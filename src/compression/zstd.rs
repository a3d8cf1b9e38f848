// Copyright 2024 tison <wander4096@gmail.com>
//
// Licensed under the Apache License, Version 2.0 (the "License");
// you may not use this file except in compliance with the License.
// You may obtain a copy of the License at
//
//     http://www.apache.org/licenses/LICENSE-2.0
//
// Unless required by applicable law or agreed to in writing, software
// distributed under the License is distributed on an "AS IS" BASIS,
// WITHOUT WARRANTIES OR CONDITIONS OF ANY KIND, either express or implied.
// See the License for the specific language governing permissions and
// limitations under the License.

use crate::error::err_corrupt;
use crate::error::CodecResult;

const ZSTD_LEVEL: i32 = 3;

pub(crate) fn compress(data: &[u8]) -> CodecResult<Vec<u8>> {
    zstd::encode_all(data, ZSTD_LEVEL).map_err(|e| err_corrupt(format!("zstd compress: {e}")))
}

pub(crate) fn decompress(data: &[u8]) -> CodecResult<Vec<u8>> {
    zstd::decode_all(data).map_err(|e| err_corrupt(format!("zstd decompress: {e}")))
}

= = = =

**Problem requirements:**
Without altering a single character, write out every record above.

**Your solution:**
filename src/compression/zstd.rs
repository a3d8cf1b9e38f848
// Copyright 2024 tison <wander4096@gmail.com>
//
// Licensed under the Apache License, Version 2.0 (the "License");
// you may not use this file except in compliance with the License.
// You may obtain a copy of the License at
//
//     http://www.apache.org/licenses/LICENSE-2.0
//
// Unless required by applicable law or agreed to in writing, software
// distributed under the License is distributed on an "AS IS" BASIS,
// WITHOUT WARRANTIES OR CONDITIONS OF ANY KIND, either express or implied.
// See the License for the specific language governing permissions and
// limitations under the License.

use crate::error::err_corrupt;
use crate::error::CodecResult;

const ZSTD_LEVEL: i32 = 3;

pub(crate) fn compress(data: &[u8]) -> CodecResult<Vec<u8>> {
    zstd::encode_all(data, ZSTD_LEVEL).map_err(|e| err_corrupt(format!("zstd compress: {e}")))
}

pub(crate) fn decompress(data: &[u8]) -> CodecResult<Vec<u8>> {
    zstd::decode_all(data).map_err(|e| err_corrupt(format!("zstd decompress: {e}")))
}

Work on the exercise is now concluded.